Records for this task Block Start
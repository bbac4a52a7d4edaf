use std::path::Path;
use std::sync::Arc;
use std::sync::atomic::AtomicUsize;
use std::sync::atomic::Ordering;
use std::time::Duration;

use async_trait::async_trait;

use crate::AssetSource;
use crate::BuiltinReplacement;
use crate::BuiltinSource;
use crate::Compilation;
use crate::DefaultReplacer;
use crate::Interpolator;
use crate::ReplacerOptions;

/// A builtin source with fixed answers that counts how often it is asked.
#[derive(Debug, Default)]
pub struct StaticBuiltins {
	pub package: Vec<BuiltinReplacement>,
	pub git: Vec<BuiltinReplacement>,
	pub delay: Option<Duration>,
	pub package_calls: AtomicUsize,
	pub git_calls: AtomicUsize,
}

impl StaticBuiltins {
	pub fn empty() -> Arc<Self> {
		Arc::new(Self::default())
	}

	pub fn new(package: Vec<BuiltinReplacement>, git: Vec<BuiltinReplacement>) -> Arc<Self> {
		Arc::new(Self {
			package,
			git,
			..Self::default()
		})
	}

	pub fn slow(package: Vec<BuiltinReplacement>, git: Vec<BuiltinReplacement>) -> Arc<Self> {
		Arc::new(Self {
			package,
			git,
			delay: Some(Duration::from_millis(20)),
			..Self::default()
		})
	}

	pub fn package_calls(&self) -> usize {
		self.package_calls.load(Ordering::SeqCst)
	}

	pub fn git_calls(&self) -> usize {
		self.git_calls.load(Ordering::SeqCst)
	}

	async fn wait(&self) {
		if let Some(delay) = self.delay {
			tokio::time::sleep(delay).await;
		}
	}
}

#[async_trait]
impl BuiltinSource for StaticBuiltins {
	async fn package_info(&self, _cwd: &Path) -> Vec<BuiltinReplacement> {
		self.package_calls.fetch_add(1, Ordering::SeqCst);
		self.wait().await;
		self.package.clone()
	}

	async fn git_info(&self, _cwd: &Path) -> Vec<BuiltinReplacement> {
		self.git_calls.fetch_add(1, Ordering::SeqCst);
		self.wait().await;
		self.git.clone()
	}
}

pub fn git_builtins() -> Vec<BuiltinReplacement> {
	vec![
		BuiltinReplacement::new("GIT_DESCRIBE", "v1.2.3-4-gabc1234"),
		BuiltinReplacement::new("GIT_REV", "abc1234"),
		BuiltinReplacement::new("GIT_VERSION", "v1.2.3-4-gabc1234"),
	]
}

pub fn package_builtins() -> Vec<BuiltinReplacement> {
	vec![
		BuiltinReplacement::new("packageJson.name", "demo"),
		BuiltinReplacement::new("packageJson.version", "1.2.3"),
	]
}

pub fn interpolator_with(
	options: ReplacerOptions,
	builtins: Arc<StaticBuiltins>,
) -> Interpolator<DefaultReplacer> {
	Interpolator::new(DefaultReplacer::with_builtins(options, builtins))
}

pub fn compilation_with(assets: &[(&str, &str)]) -> Compilation {
	let mut compilation = Compilation::new("/project");
	for (name, content) in assets {
		compilation.insert_asset(*name, *content);
	}
	compilation
}

/// The asset's content as text, panicking if missing or binary.
pub fn asset_text(compilation: &Compilation, name: &str) -> String {
	let source: &AssetSource = compilation
		.asset(name)
		.unwrap_or_else(|| panic!("missing asset `{name}`"));
	source
		.text()
		.unwrap_or_else(|| panic!("asset `{name}` is not text"))
		.into_owned()
}
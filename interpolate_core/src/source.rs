use std::borrow::Cow;
use std::sync::Arc;

/// How many leading bytes are inspected when sniffing for binary content.
const BINARY_SNIFF_LENGTH: usize = 8000;

/// Content of one output asset.
#[derive(Debug, Clone)]
#[non_exhaustive]
pub enum AssetSource {
	/// Textual content.
	Text(String),
	/// Raw bytes, which may or may not be text.
	Bytes(Vec<u8>),
	/// Original text plus a set of pending range edits.
	Replaced(ReplaceSource),
}

/// A borrowed view of an asset's current content.
#[derive(Debug)]
pub enum SourceContent<'a> {
	Text(Cow<'a, str>),
	Bytes(&'a [u8]),
}

impl AssetSource {
	/// Wrap bytes read from disk, keeping them as text when they decode and
	/// are not binary. Binary content stays as bytes even when it happens to
	/// be valid UTF-8.
	pub fn from_bytes(bytes: Vec<u8>) -> Self {
		if is_binary(&bytes) {
			return Self::Bytes(bytes);
		}

		match String::from_utf8(bytes) {
			Ok(text) => Self::Text(text),
			Err(e) => Self::Bytes(e.into_bytes()),
		}
	}

	pub fn content(&self) -> SourceContent<'_> {
		match self {
			Self::Text(text) => SourceContent::Text(Cow::Borrowed(text)),
			Self::Bytes(bytes) => SourceContent::Bytes(bytes),
			Self::Replaced(overlay) => SourceContent::Text(Cow::Owned(overlay.source())),
		}
	}

	/// The textual content, or `None` when the asset holds binary data or
	/// bytes that are not valid UTF-8.
	pub fn text(&self) -> Option<Cow<'_, str>> {
		match self.content() {
			SourceContent::Text(text) => (!is_binary(text.as_bytes())).then_some(text),
			SourceContent::Bytes(bytes) => {
				if is_binary(bytes) {
					return None;
				}
				std::str::from_utf8(bytes).ok().map(Cow::Borrowed)
			}
		}
	}

	/// The materialized content as bytes.
	pub fn to_bytes(&self) -> Cow<'_, [u8]> {
		match self.content() {
			SourceContent::Text(Cow::Borrowed(text)) => Cow::Borrowed(text.as_bytes()),
			SourceContent::Text(Cow::Owned(text)) => Cow::Owned(text.into_bytes()),
			SourceContent::Bytes(bytes) => Cow::Borrowed(bytes),
		}
	}

	pub fn len(&self) -> usize {
		match self {
			Self::Text(text) => text.len(),
			Self::Bytes(bytes) => bytes.len(),
			Self::Replaced(overlay) => overlay.source().len(),
		}
	}

	pub fn is_empty(&self) -> bool {
		self.len() == 0
	}
}

impl From<String> for AssetSource {
	fn from(value: String) -> Self {
		Self::Text(value)
	}
}

impl From<&str> for AssetSource {
	fn from(value: &str) -> Self {
		Self::Text(value.to_string())
	}
}

impl From<ReplaceSource> for AssetSource {
	fn from(value: ReplaceSource) -> Self {
		Self::Replaced(value)
	}
}

/// Sniff whether `bytes` hold binary data.
///
/// A NUL byte in the leading window marks the content as binary, as does a
/// byte sequence in that window that can never be valid UTF-8. A multi-byte
/// character cut off by the window boundary is not counted.
pub fn is_binary(bytes: &[u8]) -> bool {
	let window = &bytes[..bytes.len().min(BINARY_SNIFF_LENGTH)];

	if window.contains(&0) {
		return true;
	}

	match std::str::from_utf8(window) {
		Ok(_) => false,
		Err(e) => e.error_len().is_some(),
	}
}

#[derive(Debug, Clone)]
struct Replacement {
	start: usize,
	end: usize,
	content: String,
	order: usize,
}

/// Text plus a list of byte-range replacements anchored to the original.
///
/// Edits never touch the original buffer. Every range refers to offsets in
/// the original text, so independent passes can each record edits without
/// accounting for the others. [`ReplaceSource::source`] materializes the
/// result.
#[derive(Debug, Clone)]
pub struct ReplaceSource {
	original: Arc<str>,
	replacements: Vec<Replacement>,
}

impl ReplaceSource {
	pub fn new(original: impl Into<Arc<str>>) -> Self {
		Self {
			original: original.into(),
			replacements: Vec::new(),
		}
	}

	pub fn original(&self) -> &str {
		&self.original
	}

	/// A cheap handle on the original text, usable while recording edits.
	pub fn shared_original(&self) -> Arc<str> {
		Arc::clone(&self.original)
	}

	/// Replace the half-open byte range `[start, end)` of the original text.
	/// Offsets past the end are clamped and offsets inside a multi-byte
	/// character move back to its first byte.
	pub fn replace(&mut self, start: usize, end: usize, content: impl Into<String>) {
		let start = self.floor_char_boundary(start);
		let end = self.floor_char_boundary(end).max(start);
		let order = self.replacements.len();
		self.replacements.push(Replacement {
			start,
			end,
			content: content.into(),
			order,
		});
	}

	/// Insert `content` before byte `position` of the original text.
	pub fn insert(&mut self, position: usize, content: impl Into<String>) {
		self.replace(position, position, content);
	}

	fn floor_char_boundary(&self, offset: usize) -> usize {
		let mut offset = offset.min(self.original.len());
		while !self.original.is_char_boundary(offset) {
			offset -= 1;
		}
		offset
	}

	pub fn edit_count(&self) -> usize {
		self.replacements.len()
	}

	pub fn has_edits(&self) -> bool {
		!self.replacements.is_empty()
	}

	/// Materialize the original text with every edit applied.
	///
	/// Edits apply in order of their start offset, ties broken by the order
	/// they were recorded. An edit starting inside text already consumed by an
	/// earlier edit still emits its content and consumes up to its own end.
	pub fn source(&self) -> String {
		let original = self.original();
		let length = original.len();
		let mut ordered: Vec<&Replacement> = self.replacements.iter().collect();
		ordered.sort_by_key(|replacement| (replacement.start, replacement.order));

		let mut output = String::with_capacity(length);
		let mut cursor = 0;

		for replacement in ordered {
			let start = replacement.start.min(length);
			let end = replacement.end.min(length);

			if start > cursor {
				output.push_str(&original[cursor..start]);
				cursor = start;
			}

			output.push_str(&replacement.content);
			cursor = cursor.max(end);
		}

		if cursor < length {
			output.push_str(&original[cursor..]);
		}

		output
	}
}
use std::path::Path;
use std::path::PathBuf;

use serde::Deserialize;

use crate::InterpolateError;
use crate::InterpolateResult;
use crate::matcher::MatcherSpec;
use crate::rule::ReplacementSpec;

/// Default maximum asset size in bytes (10 MB).
pub const DEFAULT_MAX_FILE_SIZE: u64 = 10 * 1024 * 1024;

/// Default build output directory, relative to the project root.
pub const DEFAULT_OUTPUT_DIR: &str = "dist";

/// Supported config file locations in discovery order (highest precedence
/// first).
pub const CONFIG_FILE_CANDIDATES: [&str; 3] = [
	"interpolate.toml",
	".interpolate.toml",
	".config/interpolate.toml",
];

/// Which assets the builtin replacements run on.
///
/// ```toml
/// [builtin]
/// include = "assets/"
/// exclude = [{ regex = "\\.map$" }]
/// ```
#[derive(Debug, Clone, Default, Deserialize)]
pub struct BuiltinOptions {
	/// Defaults to every path.
	#[serde(default)]
	pub include: Option<MatcherSpec>,
	/// Defaults to paths ending in `.map`.
	#[serde(default)]
	pub exclude: Option<MatcherSpec>,
}

/// Options for [`DefaultReplacer`](crate::DefaultReplacer).
#[derive(Debug, Clone, Default, Deserialize)]
pub struct ReplacerOptions {
	/// Working directory for builtin lookups. Relative paths are resolved
	/// against the host's context directory.
	#[serde(default)]
	pub context: Option<PathBuf>,
	/// User replacements, applied before the builtin ones.
	#[serde(default)]
	pub replacements: Vec<ReplacementSpec>,
	#[serde(default)]
	pub builtin: BuiltinOptions,
}

impl ReplacerOptions {
	#[must_use]
	pub fn with_context(mut self, context: impl Into<PathBuf>) -> Self {
		self.context = Some(context.into());
		self
	}

	#[must_use]
	pub fn with_replacement(mut self, replacement: ReplacementSpec) -> Self {
		self.replacements.push(replacement);
		self
	}

	#[must_use]
	pub fn with_builtin_include(mut self, spec: impl Into<MatcherSpec>) -> Self {
		self.builtin.include = Some(spec.into());
		self
	}

	#[must_use]
	pub fn with_builtin_exclude(mut self, spec: impl Into<MatcherSpec>) -> Self {
		self.builtin.exclude = Some(spec.into());
		self
	}

	/// The directory builtin lookups run in: the configured context when
	/// set, otherwise the host's context directory. An empty host context
	/// means the host has none, and the process's current directory is used.
	pub fn working_dir(&self, host_context: &Path) -> PathBuf {
		let host_context = if host_context.as_os_str().is_empty() {
			std::env::current_dir().unwrap_or_else(|_| PathBuf::from("."))
		} else {
			host_context.to_path_buf()
		};

		match &self.context {
			Some(context) if context.is_absolute() => context.clone(),
			Some(context) => host_context.join(context),
			None => host_context,
		}
	}
}

/// Configuration loaded from an `interpolate.toml` file.
///
/// ```toml
/// context = "."
/// output = "dist"
///
/// [builtin]
/// exclude = ".map"
///
/// [[replacements]]
/// pattern = "%hello%"
/// value = "world"
///
/// [[replacements]]
/// pattern = { regex = "__BUILD_(\\w+)__" }
/// value = "stamped"
/// exclude = [{ regex = "\\.map$" }]
/// ```
#[derive(Debug, Clone, Deserialize)]
pub struct InterpolateConfig {
	#[serde(flatten)]
	pub replacer: ReplacerOptions,
	/// Directory holding the build output, relative to the project root.
	#[serde(default = "default_output_dir")]
	pub output: PathBuf,
	/// Maximum asset size in bytes. Larger assets are left alone.
	/// Defaults to 10 MB.
	#[serde(default = "default_max_file_size")]
	pub max_file_size: u64,
}

impl Default for InterpolateConfig {
	fn default() -> Self {
		Self {
			replacer: ReplacerOptions::default(),
			output: default_output_dir(),
			max_file_size: DEFAULT_MAX_FILE_SIZE,
		}
	}
}

fn default_output_dir() -> PathBuf {
	PathBuf::from(DEFAULT_OUTPUT_DIR)
}

fn default_max_file_size() -> u64 {
	DEFAULT_MAX_FILE_SIZE
}

impl InterpolateConfig {
	/// Resolve the config path from known discovery candidates.
	#[must_use]
	pub fn resolve_path(root: &Path) -> Option<PathBuf> {
		CONFIG_FILE_CANDIDATES
			.iter()
			.map(|candidate| root.join(candidate))
			.find(|path| path.is_file())
	}

	/// Load the config from the first discovered config file at `root`.
	/// Returns `None` if no config file exists.
	pub fn load(root: &Path) -> InterpolateResult<Option<InterpolateConfig>> {
		let Some(config_path) = Self::resolve_path(root) else {
			return Ok(None);
		};

		let content = std::fs::read_to_string(&config_path)?;
		Self::parse(&content).map(Some)
	}

	pub fn parse(content: &str) -> InterpolateResult<InterpolateConfig> {
		toml::from_str(content).map_err(|e| InterpolateError::ConfigParse(e.to_string()))
	}

	/// The output directory as an absolute path under `root`.
	pub fn output_dir(&self, root: &Path) -> PathBuf {
		root.join(&self.output)
	}
}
Records for this task Block End
**Exercise objective**
Nothing but the lines with "paths" should be returned, copied from the entries above.

**Exercise result**
	/// Defaults to paths ending in `.map`.
	/// Working directory for builtin lookups. Relative paths are resolved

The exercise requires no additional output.